** Records for processing follows **
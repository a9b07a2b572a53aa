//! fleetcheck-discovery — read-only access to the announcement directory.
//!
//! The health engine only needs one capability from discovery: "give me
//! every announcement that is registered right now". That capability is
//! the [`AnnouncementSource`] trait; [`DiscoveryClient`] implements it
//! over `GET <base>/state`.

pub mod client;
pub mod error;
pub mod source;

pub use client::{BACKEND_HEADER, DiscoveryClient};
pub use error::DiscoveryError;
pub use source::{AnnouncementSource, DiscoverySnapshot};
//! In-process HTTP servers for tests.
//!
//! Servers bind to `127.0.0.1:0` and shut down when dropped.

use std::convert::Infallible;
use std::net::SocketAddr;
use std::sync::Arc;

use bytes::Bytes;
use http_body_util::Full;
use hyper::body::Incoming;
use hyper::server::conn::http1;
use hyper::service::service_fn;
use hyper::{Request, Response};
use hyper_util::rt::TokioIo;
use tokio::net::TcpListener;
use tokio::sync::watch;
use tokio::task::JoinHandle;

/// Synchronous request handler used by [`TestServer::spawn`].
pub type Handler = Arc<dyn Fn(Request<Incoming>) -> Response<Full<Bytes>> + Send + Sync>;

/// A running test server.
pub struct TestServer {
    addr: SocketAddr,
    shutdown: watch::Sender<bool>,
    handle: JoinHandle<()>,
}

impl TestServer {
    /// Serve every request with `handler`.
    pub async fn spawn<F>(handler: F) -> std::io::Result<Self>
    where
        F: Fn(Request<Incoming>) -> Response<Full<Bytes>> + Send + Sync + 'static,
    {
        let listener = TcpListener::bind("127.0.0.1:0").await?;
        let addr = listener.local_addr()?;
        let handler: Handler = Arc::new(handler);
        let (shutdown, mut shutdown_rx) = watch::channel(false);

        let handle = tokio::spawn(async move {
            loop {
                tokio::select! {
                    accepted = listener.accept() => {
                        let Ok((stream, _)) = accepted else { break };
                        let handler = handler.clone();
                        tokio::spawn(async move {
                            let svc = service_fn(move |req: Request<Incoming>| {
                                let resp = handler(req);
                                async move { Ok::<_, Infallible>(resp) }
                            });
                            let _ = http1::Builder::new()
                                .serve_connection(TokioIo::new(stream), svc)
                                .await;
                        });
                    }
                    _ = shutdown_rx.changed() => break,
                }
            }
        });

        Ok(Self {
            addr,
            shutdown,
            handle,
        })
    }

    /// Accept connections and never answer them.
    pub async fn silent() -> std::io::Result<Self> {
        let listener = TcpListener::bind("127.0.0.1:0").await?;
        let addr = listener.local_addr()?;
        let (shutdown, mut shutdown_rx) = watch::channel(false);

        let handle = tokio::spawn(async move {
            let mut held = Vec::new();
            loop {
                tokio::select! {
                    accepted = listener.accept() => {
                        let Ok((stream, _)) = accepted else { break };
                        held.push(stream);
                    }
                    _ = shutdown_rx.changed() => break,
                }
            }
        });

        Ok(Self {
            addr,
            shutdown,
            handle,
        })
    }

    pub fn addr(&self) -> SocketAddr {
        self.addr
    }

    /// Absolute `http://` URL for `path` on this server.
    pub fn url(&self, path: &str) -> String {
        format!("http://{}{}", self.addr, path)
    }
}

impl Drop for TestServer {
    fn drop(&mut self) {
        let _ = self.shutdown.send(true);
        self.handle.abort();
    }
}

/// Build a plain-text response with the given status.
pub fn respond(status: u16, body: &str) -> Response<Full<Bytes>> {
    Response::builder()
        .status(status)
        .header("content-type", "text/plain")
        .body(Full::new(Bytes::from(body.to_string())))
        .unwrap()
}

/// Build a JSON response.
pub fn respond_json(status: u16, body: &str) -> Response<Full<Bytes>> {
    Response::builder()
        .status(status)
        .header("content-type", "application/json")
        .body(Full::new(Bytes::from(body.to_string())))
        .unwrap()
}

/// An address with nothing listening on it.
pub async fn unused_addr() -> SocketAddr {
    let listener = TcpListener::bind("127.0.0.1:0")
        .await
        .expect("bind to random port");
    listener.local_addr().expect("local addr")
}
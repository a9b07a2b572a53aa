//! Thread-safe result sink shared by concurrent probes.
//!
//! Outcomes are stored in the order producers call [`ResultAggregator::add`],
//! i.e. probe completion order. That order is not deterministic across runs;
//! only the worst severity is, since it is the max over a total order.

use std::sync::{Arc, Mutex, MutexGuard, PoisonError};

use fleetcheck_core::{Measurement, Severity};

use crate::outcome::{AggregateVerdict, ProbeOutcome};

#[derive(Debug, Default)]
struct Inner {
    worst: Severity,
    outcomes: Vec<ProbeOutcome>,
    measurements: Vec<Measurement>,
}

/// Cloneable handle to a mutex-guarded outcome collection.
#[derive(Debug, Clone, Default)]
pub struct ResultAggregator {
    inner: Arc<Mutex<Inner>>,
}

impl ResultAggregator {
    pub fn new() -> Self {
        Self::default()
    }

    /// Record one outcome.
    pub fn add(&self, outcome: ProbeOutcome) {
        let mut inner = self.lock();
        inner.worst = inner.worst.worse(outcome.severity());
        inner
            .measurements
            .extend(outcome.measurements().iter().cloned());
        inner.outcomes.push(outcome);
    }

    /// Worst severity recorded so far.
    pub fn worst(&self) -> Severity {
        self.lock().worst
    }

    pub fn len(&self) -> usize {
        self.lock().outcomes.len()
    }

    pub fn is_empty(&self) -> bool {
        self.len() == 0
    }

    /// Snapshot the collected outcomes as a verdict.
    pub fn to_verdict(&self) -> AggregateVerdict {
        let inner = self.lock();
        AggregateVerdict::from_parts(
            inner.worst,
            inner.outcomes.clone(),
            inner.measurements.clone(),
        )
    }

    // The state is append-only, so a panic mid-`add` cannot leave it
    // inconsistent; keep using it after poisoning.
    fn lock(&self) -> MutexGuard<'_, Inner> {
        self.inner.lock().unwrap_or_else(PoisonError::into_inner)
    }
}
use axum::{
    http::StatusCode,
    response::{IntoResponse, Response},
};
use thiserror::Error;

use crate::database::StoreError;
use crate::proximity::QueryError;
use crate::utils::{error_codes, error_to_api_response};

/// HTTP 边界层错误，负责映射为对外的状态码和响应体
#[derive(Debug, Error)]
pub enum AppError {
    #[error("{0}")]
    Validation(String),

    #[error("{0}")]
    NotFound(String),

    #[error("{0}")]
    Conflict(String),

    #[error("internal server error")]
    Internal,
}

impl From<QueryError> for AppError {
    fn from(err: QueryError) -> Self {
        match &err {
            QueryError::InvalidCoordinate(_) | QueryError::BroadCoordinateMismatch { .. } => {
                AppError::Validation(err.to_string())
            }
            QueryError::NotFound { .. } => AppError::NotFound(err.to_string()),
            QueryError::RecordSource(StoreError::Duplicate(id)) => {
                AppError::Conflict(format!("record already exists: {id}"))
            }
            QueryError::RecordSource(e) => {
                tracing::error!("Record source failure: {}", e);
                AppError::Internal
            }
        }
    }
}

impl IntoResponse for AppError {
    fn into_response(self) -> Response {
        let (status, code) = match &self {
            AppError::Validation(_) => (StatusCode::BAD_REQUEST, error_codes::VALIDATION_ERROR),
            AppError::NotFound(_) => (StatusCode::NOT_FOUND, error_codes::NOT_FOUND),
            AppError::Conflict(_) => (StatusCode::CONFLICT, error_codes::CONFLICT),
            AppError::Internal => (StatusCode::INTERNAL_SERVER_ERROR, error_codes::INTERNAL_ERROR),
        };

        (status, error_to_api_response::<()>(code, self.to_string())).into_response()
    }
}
** End of Records for processing **
Only the lines from the beginning of the data above through the line containing "pub use error::DiscoveryError;" should be repeated, exactly as they appear.

repository a9b07a2b572a53aa
//! fleetcheck-discovery — read-only access to the announcement directory.
//!
//! The health engine only needs one capability from discovery: "give me
//! every announcement that is registered right now". That capability is
//! the [`AnnouncementSource`] trait; [`DiscoveryClient`] implements it
//! over `GET <base>/state`.

pub mod client;
pub mod error;
pub mod source;

pub use client::{BACKEND_HEADER, DiscoveryClient};
pub use error::DiscoveryError;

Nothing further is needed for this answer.